OK Diners Limited (trading as OK Diner) is a British chain of roadside restaurants founded in February 1995 by City Centre Restaurants. The chain has a retro American diner theme with 1950s music, chequerboard flooring, booth seating, chrome details and memorabilia on display.

As of April 2026, the chain has eight restaurants, and is owned by Lawrie & Daughters Limited, a real estate business.

== History ==
In February 1995, OK Diner was created by John Roebuck and Tony Horsfall to be part of City Centre Restaurants, who also owned the Frankie & Benny's and Chiquito brands at the time.
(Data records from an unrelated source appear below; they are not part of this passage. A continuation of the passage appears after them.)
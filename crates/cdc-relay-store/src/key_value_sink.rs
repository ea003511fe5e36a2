//! Key-value sink writing the latest state of each entity.

use async_trait::async_trait;
use sqlx::PgPool;
use tracing::{debug, info};

use cdc_relay_core::error::SinkError;
use cdc_relay_core::event::DomainEvent;
use cdc_relay_core::sink::SinkAdapter;

use crate::error::classify;

/// Projects events onto `replicated_entities`, one row per entity.
///
/// Created and updated events upsert the row; deleted events remove it.
/// Applying the same event twice leaves the same row behind.
#[derive(Debug, Clone)]
pub struct PgKeyValueSink {
    pool: PgPool,
}

impl PgKeyValueSink {
    /// Creates a new `PgKeyValueSink`.
    #[must_use]
    pub fn new(pool: PgPool) -> Self {
        Self { pool }
    }
}

#[async_trait]
impl SinkAdapter for PgKeyValueSink {
    fn name(&self) -> &'static str {
        "key-value"
    }

    async fn apply(&self, event: &DomainEvent) -> Result<(), SinkError> {
        let result = if event.action.is_deletion() {
            sqlx::query("DELETE FROM replicated_entities WHERE entity = $1 AND entity_id = $2")
                .bind(&event.entity)
                .bind(&event.entity_id)
                .execute(&self.pool)
                .await
        } else {
            sqlx::query(
                r"
                INSERT INTO replicated_entities
                    (entity, entity_id, payload, event_type, last_event_id, sequence_token, occurred_at)
                VALUES ($1, $2, $3, $4, $5, $6, $7)
                ON CONFLICT (entity, entity_id) DO UPDATE SET
                    payload = EXCLUDED.payload,
                    event_type = EXCLUDED.event_type,
                    last_event_id = EXCLUDED.last_event_id,
                    sequence_token = EXCLUDED.sequence_token,
                    occurred_at = EXCLUDED.occurred_at
                ",
            )
            .bind(&event.entity)
            .bind(&event.entity_id)
            .bind(&event.payload)
            .bind(&event.event_type)
            .bind(event.event_id)
            .bind(&event.sequence_token)
            .bind(event.occurred_at)
            .execute(&self.pool)
            .await
        };

        let result = result.map_err(|e| classify(&e))?;
        debug!(
            entity = %event.entity,
            entity_id = %event.entity_id,
            rows = result.rows_affected(),
            "key-value row written"
        );
        Ok(())
    }

    async fn shutdown(&self) {
        info!("closing key-value sink pool");
        self.pool.close().await;
    }
}
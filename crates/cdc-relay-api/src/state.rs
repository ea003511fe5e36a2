//! Shared application state.

use std::sync::Arc;
use std::time::Duration;

use cdc_relay_core::clock::Clock;
use cdc_relay_core::outcome::BatchReport;
use cdc_relay_core::record::ChangeRecord;
use cdc_relay_pipeline::application::relay::BatchRelay;
use cdc_relay_pipeline::sinks::channel::ChannelSink;
use tokio_util::sync::CancellationToken;

use crate::error::ApiError;

/// Application state shared across all request handlers.
#[derive(Clone)]
pub struct AppState {
    /// The relay every batch runs through.
    pub relay: Arc<BatchRelay>,
    /// Clock for receive timestamps.
    pub clock: Arc<dyn Clock>,
    /// Cancelled when the process starts shutting down.
    pub shutdown: CancellationToken,
    /// Deadline for starting the records of one batch.
    pub invocation_timeout: Duration,
    /// Present when the channel sink is active, for event streaming.
    pub channel: Option<ChannelSink>,
}

impl std::fmt::Debug for AppState {
    fn fmt(&self, f: &mut std::fmt::Formatter<'_>) -> std::fmt::Result {
        f.debug_struct("AppState")
            .field("relay", &self.relay)
            .field("invocation_timeout", &self.invocation_timeout)
            .field("channel", &self.channel.is_some())
            .finish_non_exhaustive()
    }
}

impl AppState {
    /// Create new application state.
    #[must_use]
    pub fn new(
        relay: Arc<BatchRelay>,
        clock: Arc<dyn Clock>,
        shutdown: CancellationToken,
        invocation_timeout: Duration,
    ) -> Self {
        Self {
            relay,
            clock,
            shutdown,
            invocation_timeout,
            channel: None,
        }
    }

    /// Exposes `channel` for event streaming.
    #[must_use]
    pub fn with_channel(mut self, channel: Option<ChannelSink>) -> Self {
        self.channel = channel;
        self
    }

    /// Relays one batch under the invocation deadline.
    ///
    /// The batch runs on its own task, so records already started reach a
    /// terminal state, and release their reservation on failure, even if the
    /// caller drops this future. It is cancelled when the deadline passes or
    /// the process shuts down, whichever comes first.
    ///
    /// # Errors
    ///
    /// Returns `ApiError::Relay` if the relay cannot build an aligned report,
    /// or `ApiError::RelayTask` if the relay task panicked.
    pub async fn relay_batch(
        &self,
        records: Arc<[ChangeRecord]>,
    ) -> Result<BatchReport, ApiError> {
        let relay = Arc::clone(&self.relay);
        let cancel = self.shutdown.child_token();
        let timeout = self.invocation_timeout;

        let task = tokio::spawn(async move {
            let deadline = tokio::spawn({
                let cancel = cancel.clone();
                async move {
                    tokio::time::sleep(timeout).await;
                    cancel.cancel();
                }
            });
            let report = relay.relay_batch(&records, &cancel).await;
            deadline.abort();
            report
        });

        Ok(task.await??)
    }
}

#[cfg(test)]
mod tests {
    use super::*;
    use cdc_relay_core::outcome::RelayOutcome;
    use cdc_relay_pipeline::domain::decoder::RecordDecoder;
    use cdc_relay_pipeline::domain::guard::IdempotencyGuard;
    use cdc_relay_pipeline::domain::mapping::EntityMapping;
    use cdc_relay_test_support::{
        FixedClock, InMemoryIdempotencyStore, RecordingSink, fixed_now, insert_record,
    };
    use serde_json::json;

    #[tokio::test]
    async fn test_dropped_request_still_finishes_started_records() {
        // Arrange
        let sink = Arc::new(RecordingSink::new());
        sink.delay_for("c-1", Duration::from_millis(100));
        let decoder = RecordDecoder::new(vec![EntityMapping::new("*", "record", "id")]).unwrap();
        let guard = IdempotencyGuard::new(
            Arc::new(InMemoryIdempotencyStore::new()),
            Duration::from_millis(100),
        );
        let clock = Arc::new(FixedClock(fixed_now()));
        let relay = BatchRelay::new(decoder, guard, sink.clone(), clock.clone());
        let state = AppState::new(
            Arc::new(relay),
            clock,
            CancellationToken::new(),
            Duration::from_secs(5),
        );
        let records: Arc<[ChangeRecord]> =
            vec![insert_record("customers", "c-1", "1", json!({ "id": "c-1" }))].into();

        // Act
        let dropped =
            tokio::time::timeout(Duration::from_millis(20), state.relay_batch(records.clone()))
                .await;
        tokio::time::sleep(Duration::from_millis(250)).await;
        let redelivered = state.relay_batch(records).await.unwrap();

        // Assert
        assert!(dropped.is_err());
        assert_eq!(sink.applied_events().len(), 1);
        assert_eq!(redelivered.outcomes(), &[RelayOutcome::SkippedDuplicate]);
    }
}
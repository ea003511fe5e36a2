//! Entity mappings that tell the decoder how to read each source.

use cdc_relay_core::event::EntityAction;
use serde::Deserialize;
use thiserror::Error;

/// Source pattern that matches every source.
pub const ANY_SOURCE: &str = "*";

/// Invalid mapping configuration.
#[derive(Debug, Clone, PartialEq, Eq, Error)]
pub enum MappingError {
    /// No mappings were configured.
    #[error("at least one entity mapping is required")]
    Empty,

    /// A mapping has an empty required attribute.
    #[error("mapping #{index}: {field} must not be blank")]
    Blank {
        /// Position of the mapping in the list.
        index: usize,
        /// The blank attribute.
        field: &'static str,
    },
}

/// Per-action event type names.
#[derive(Debug, Clone, Default, PartialEq, Eq, Deserialize)]
pub struct EventTypeOverrides {
    /// Name used for Insert records.
    pub created: Option<String>,
    /// Name used for Modify records.
    pub updated: Option<String>,
    /// Name used for Remove records.
    pub deleted: Option<String>,
}

/// How records from one source become domain events.
#[derive(Debug, Clone, PartialEq, Eq, Deserialize)]
pub struct EntityMapping {
    /// Source name this mapping applies to, or `*`.
    #[serde(default = "any_source")]
    pub source: String,
    /// Logical entity name used in event types.
    pub entity: String,
    /// Field holding the entity id.
    #[serde(default = "default_id_field")]
    pub id_field: String,
    /// Fields that must be present in the after-image for Insert/Modify.
    #[serde(default)]
    pub required_fields: Vec<String>,
    /// When set, only these after-image fields are carried in the payload.
    #[serde(default)]
    pub payload_fields: Option<Vec<String>>,
    /// Event type names replacing the `{entity}.created` style defaults.
    #[serde(default)]
    pub event_types: EventTypeOverrides,
}

fn any_source() -> String {
    ANY_SOURCE.to_owned()
}

fn default_id_field() -> String {
    "id".to_owned()
}

impl EntityMapping {
    /// A mapping for `entity` records from `source`, keyed by `id_field`.
    #[must_use]
    pub fn new(source: &str, entity: &str, id_field: &str) -> Self {
        Self {
            source: source.to_owned(),
            entity: entity.to_owned(),
            id_field: id_field.to_owned(),
            required_fields: Vec::new(),
            payload_fields: None,
            event_types: EventTypeOverrides::default(),
        }
    }

    /// Adds fields that Insert/Modify records must carry.
    #[must_use]
    pub fn with_required_fields<I, S>(mut self, fields: I) -> Self
    where
        I: IntoIterator<Item = S>,
        S: Into<String>,
    {
        self.required_fields = fields.into_iter().map(Into::into).collect();
        self
    }

    /// Restricts the payload to the given fields.
    #[must_use]
    pub fn with_payload_fields<I, S>(mut self, fields: I) -> Self
    where
        I: IntoIterator<Item = S>,
        S: Into<String>,
    {
        self.payload_fields = Some(fields.into_iter().map(Into::into).collect());
        self
    }

    /// Returns `true` if this mapping covers `source`.
    #[must_use]
    pub fn matches(&self, source: &str) -> bool {
        self.source == ANY_SOURCE || self.source == source
    }

    /// Event type name for `action`.
    #[must_use]
    pub fn event_type(&self, action: EntityAction) -> String {
        let (custom, suffix) = match action {
            EntityAction::Created => (&self.event_types.created, "created"),
            EntityAction::Updated => (&self.event_types.updated, "updated"),
            EntityAction::Deleted => (&self.event_types.deleted, "deleted"),
        };
        custom
            .clone()
            .unwrap_or_else(|| format!("{}.{suffix}", self.entity))
    }
}

/// Checks a list of mappings before the decoder uses it.
///
/// # Errors
///
/// Returns `MappingError` if the list is empty or a mapping has a blank
/// source, entity, or id field.
pub fn validate(mappings: &[EntityMapping]) -> Result<(), MappingError> {
    if mappings.is_empty() {
        return Err(MappingError::Empty);
    }
    for (index, mapping) in mappings.iter().enumerate() {
        let checks = [
            ("source", &mapping.source),
            ("entity", &mapping.entity),
            ("id_field", &mapping.id_field),
        ];
        if let Some(&(field, _)) = checks.iter().find(|(_, value)| value.trim().is_empty()) {
            return Err(MappingError::Blank { index, field });
        }
    }
    Ok(())
}
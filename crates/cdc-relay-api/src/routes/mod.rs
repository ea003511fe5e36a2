//! HTTP routes.

pub mod events;
pub mod health;
pub mod relay;

use axum::Router;
use tower_http::trace::TraceLayer;

use crate::state::AppState;

/// Builds the full application router.
pub fn build_router(state: AppState) -> Router {
    Router::new()
        .merge(health::router())
        .nest(
            "/api/v1/relay",
            relay::router().merge(events::router()),
        )
        .layer(TraceLayer::new_for_http())
        .with_state(state)
}
//! Record decoder: change records to domain events.
//!
//! Decoding is a pure function of the record and the configured mappings.
//! Insert and Modify records are read from the after-image; Remove records
//! are read from the before-image only.

use cdc_relay_core::dedup::DedupKey;
use cdc_relay_core::error::DecodeError;
use cdc_relay_core::event::{DomainEvent, EntityAction};
use cdc_relay_core::record::{ChangeKind, ChangeRecord, Image};
use serde_json::{Map, Value};

use super::mapping::{self, EntityMapping, MappingError};

/// Turns change records into domain events using entity mappings.
#[derive(Debug, Clone)]
pub struct RecordDecoder {
    mappings: Vec<EntityMapping>,
}

impl RecordDecoder {
    /// Creates a decoder. The first mapping matching a record's source wins.
    ///
    /// # Errors
    ///
    /// Returns `MappingError` if the mappings are empty or incomplete.
    pub fn new(mappings: Vec<EntityMapping>) -> Result<Self, MappingError> {
        mapping::validate(&mappings)?;
        Ok(Self { mappings })
    }

    /// Returns the configured mappings.
    #[must_use]
    pub fn mappings(&self) -> &[EntityMapping] {
        &self.mappings
    }

    /// Decodes one change record.
    ///
    /// # Errors
    ///
    /// Returns `DecodeError` if the kind is unknown, no mapping covers the
    /// source, the needed image is absent, or a required field is missing or
    /// unusable.
    pub fn decode(&self, record: &ChangeRecord) -> Result<DomainEvent, DecodeError> {
        let action = match &record.kind {
            ChangeKind::Insert => EntityAction::Created,
            ChangeKind::Modify => EntityAction::Updated,
            ChangeKind::Remove => EntityAction::Deleted,
            ChangeKind::Unknown(raw) => return Err(DecodeError::UnsupportedKind(raw.clone())),
        };

        let mapping = self
            .mappings
            .iter()
            .find(|m| m.matches(&record.source))
            .ok_or_else(|| DecodeError::UnmappedSource(record.source.clone()))?;

        let (entity_id, payload) = if action.is_deletion() {
            let before = image_or_err(record.before_image.as_ref(), &record.kind, "before")?;
            decode_removal(mapping, before)?
        } else {
            let after = image_or_err(record.after_image.as_ref(), &record.kind, "after")?;
            decode_upsert(mapping, after)?
        };

        Ok(DomainEvent {
            event_id: DedupKey::for_record(record).event_id(),
            event_type: mapping.event_type(action),
            entity: mapping.entity.clone(),
            entity_id,
            action,
            source: record.source.clone(),
            partition_key: record.partition_key.clone(),
            sequence_token: record.sequence_token.clone(),
            payload,
            occurred_at: record.created_at,
        })
    }
}

fn image_or_err<'a>(
    image: Option<&'a Image>,
    kind: &ChangeKind,
    side: &'static str,
) -> Result<&'a Image, DecodeError> {
    image.ok_or_else(|| DecodeError::MissingImage {
        kind: kind.to_string(),
        side,
    })
}

/// Present and not null.
fn field<'a>(image: &'a Image, name: &str) -> Option<&'a Value> {
    image.get(name).filter(|value| !value.is_null())
}

fn read_id(mapping: &EntityMapping, image: &Image) -> Result<String, DecodeError> {
    let value = field(image, &mapping.id_field)
        .ok_or_else(|| DecodeError::MissingField(mapping.id_field.clone()))?;
    match value {
        Value::String(id) if !id.is_empty() => Ok(id.clone()),
        Value::Number(id) => Ok(id.to_string()),
        Value::String(_) => Err(DecodeError::InvalidField {
            name: mapping.id_field.clone(),
            reason: "empty string".to_owned(),
        }),
        other => Err(DecodeError::InvalidField {
            name: mapping.id_field.clone(),
            reason: format!("expected string or number, got {}", json_type(other)),
        }),
    }
}

fn decode_upsert(mapping: &EntityMapping, after: &Image) -> Result<(String, Value), DecodeError> {
    let entity_id = read_id(mapping, after)?;
    if let Some(missing) = mapping
        .required_fields
        .iter()
        .find(|name| field(after, name).is_none())
    {
        return Err(DecodeError::MissingField(missing.clone()));
    }

    let payload: Map<String, Value> = match &mapping.payload_fields {
        Some(names) => names
            .iter()
            .filter_map(|name| after.get(name).map(|value| (name.clone(), value.clone())))
            .collect(),
        None => after
            .iter()
            .map(|(name, value)| (name.clone(), value.clone()))
            .collect(),
    };
    Ok((entity_id, Value::Object(payload)))
}

fn decode_removal(mapping: &EntityMapping, before: &Image) -> Result<(String, Value), DecodeError> {
    let entity_id = read_id(mapping, before)?;
    let mut payload = Map::new();
    if let Some(id) = before.get(&mapping.id_field) {
        payload.insert(mapping.id_field.clone(), id.clone());
    }
    Ok((entity_id, Value::Object(payload)))
}

fn json_type(value: &Value) -> &'static str {
    match value {
        Value::Null => "null",
        Value::Bool(_) => "bool",
        Value::Number(_) => "number",
        Value::String(_) => "string",
        Value::Array(_) => "array",
        Value::Object(_) => "object",
    }
}
//! Health check endpoint.

use axum::extract::State;
use axum::{Json, Router, routing::get};
use serde::Serialize;

use crate::state::AppState;

/// Health check response.
#[derive(Serialize)]
pub struct HealthResponse {
    /// Service status.
    pub status: String,
    /// Service version.
    pub version: String,
    /// Sink events are forwarded to.
    pub sink: String,
}

/// GET /health
async fn health_check(State(state): State<AppState>) -> Json<HealthResponse> {
    let status = if state.shutdown.is_cancelled() {
        "shutting_down"
    } else {
        "ok"
    };
    Json(HealthResponse {
        status: status.to_string(),
        version: env!("CARGO_PKG_VERSION").to_string(),
        sink: state.relay.sink().name().to_string(),
    })
}

/// Returns the health check router.
pub fn router() -> Router<AppState> {
    Router::new().route("/health", get(health_check))
}
//! Test clock: deterministic `Clock` implementation for tests.

use cdc_relay_core::clock::Clock;
use chrono::{DateTime, TimeZone, Utc};

/// A clock that always returns a fixed point in time.
#[derive(Debug, Clone, Copy)]
pub struct FixedClock(pub DateTime<Utc>);

impl Clock for FixedClock {
    fn now(&self) -> DateTime<Utc> {
        self.0
    }
}

/// The timestamp used by record builders and `FixedClock` in tests.
///
/// # Panics
///
/// Never; the date is a valid constant.
#[must_use]
pub fn fixed_now() -> DateTime<Utc> {
    Utc.with_ymd_and_hms(2026, 1, 15, 10, 0, 0).unwrap()
}
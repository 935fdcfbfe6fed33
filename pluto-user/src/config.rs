use std::collections::HashMap;
use std::io::Read;
use std::net::SocketAddr;
use std::path::PathBuf;

use anyhow::Result;
use serde::{Deserialize, Serialize};

/// The replica name of the storage node. Workers have configured names;
/// storage is the single hub every subnet shares.
pub const STORAGE_NAME: &str = "storage";

/// One TOML file describes the whole deployment; each process picks its
/// role (and for workers, its name) on the command line.
#[derive(Serialize, Deserialize, Debug, Clone)]
pub struct Config {
    pub tls: TlsConfig,
    pub auth: AuthConfig,
    pub distributor: DistributorConfig,
    pub storage: StorageConfig,
    pub workers: HashMap<String, WorkerConfig>,
}

#[derive(Serialize, Deserialize, Debug, Clone)]
pub struct TlsConfig {
    /// Certificate presented on every listener and as client certificate on
    /// internal links.
    pub cert_path: PathBuf,
    pub key_path: PathBuf,
    /// Root used to verify peers on the mutually-authenticated internal
    /// surfaces.
    pub ca_path: PathBuf,
}

#[derive(Serialize, Deserialize, Debug, Clone)]
pub struct AuthConfig {
    /// Flat-file user database (TOML), see `UserList`.
    pub user_list: PathBuf,
}

#[derive(Serialize, Deserialize, Debug, Clone)]
pub struct DistributorConfig {
    /// Public IMAP listener.
    pub mail_bind: SocketAddr,
}

#[derive(Serialize, Deserialize, Debug, Clone)]
pub struct StorageConfig {
    pub rpc_bind: SocketAddr,
    pub rpc_public: String,
    pub sync_bind: SocketAddr,
    pub sync_public: String,
    pub maildir_root: PathBuf,
    pub crdt_root: PathBuf,
}

#[derive(Serialize, Deserialize, Debug, Clone)]
pub struct WorkerConfig {
    pub rpc_bind: SocketAddr,
    pub rpc_public: String,
    pub sync_bind: SocketAddr,
    pub sync_public: String,
    pub maildir_root: PathBuf,
    pub crdt_root: PathBuf,
    /// Contiguous range of user ids this worker is authoritative for.
    pub user_id_min: u32,
    pub user_id_max: u32,
}

impl Config {
    /// The worker owning a given user id, if any range covers it.
    pub fn worker_for_user(&self, user_id: u32) -> Option<(&str, &WorkerConfig)> {
        self.workers
            .iter()
            .find(|(_, w)| w.user_id_min <= user_id && user_id <= w.user_id_max)
            .map(|(name, w)| (name.as_str(), w))
    }
}

/// The flat user database: login name to entry.
pub type UserList = HashMap<String, UserEntry>;

#[derive(Serialize, Deserialize, Debug, Clone)]
pub struct UserEntry {
    /// Argon2 hash, as produced by `login::hash_password`.
    pub password: String,
    /// Routing key into the worker ranges.
    pub user_id: u32,
}

pub fn read_config<T>(config_file: PathBuf) -> Result<T>
where
    T: for<'de> Deserialize<'de>,
{
    let mut file = std::fs::OpenOptions::new()
        .read(true)
        .open(config_file.as_path())?;

    let mut config = String::new();
    file.read_to_string(&mut config)?;

    Ok(toml::from_str(&config)?)
}
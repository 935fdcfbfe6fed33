pub mod clock;
pub mod frame;
pub mod journal;
pub mod msg;
pub mod receiver;
pub mod sender;

pub use clock::{Clock, ClockHandle};
pub use journal::Journal;
pub use msg::{MailPayload, Msg, Op, TaggedValue};
pub use receiver::{ApplyReq, Eligibility, ReceiverLink, SyncListener};
pub use sender::{Peer, SenderLink, SyncHandle, SyncRouter};

use std::path::{Path, PathBuf};

/// Journals and the clock snapshot of a replication link all live next to
/// the CRDT root, named after the link's subnet.
pub fn sending_log_path(crdt_root: &Path, subnet: &str) -> PathBuf {
    crdt_root.join(format!("{}-sending.log", subnet))
}

pub fn receiving_log_path(crdt_root: &Path, subnet: &str) -> PathBuf {
    crdt_root.join(format!("{}-receiving.log", subnet))
}

pub fn vclock_path(crdt_root: &Path, subnet: &str) -> PathBuf {
    crdt_root.join(format!("{}-vclock.log", subnet))
}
In September 2001, City Centre Restaurants sold OK Diner to managers Ian Hendry and Dafydd Poole in order to focus on other business interests.

In January 2004, OK Diner opened in a former Little Chef in Grantham, Lincolnshire. In the following year, it acquired another former Little Chef in Egginton, Derbyshire.

In July 2014, Dafydd Poole (now known as Dafydd Lawrie) bought out Ian Hendry's stake in the business.

In January 2024, the Leominster branch was used as a filming location for an episode of Doctor Who.

In July 2024, OK Diner faced criticism at its Northop Hall restaurant for issuing parking fines to diners. Dafydd Lawrie explained that the restrictions were necessary due to the parking area being misused by visitors accessing nearby services. He added that diners who had contacted their head offices had their fines canceled.

In May 2025, the Leominster branch announced it would celebrate its 30th anniversary with a discount special throughout June.

In April 2026, its Elwick restaurant closed down due to the lease expiring and not being renewed by the landlord.

==Current locations==
As of April 2026, the chain has eight restaurants.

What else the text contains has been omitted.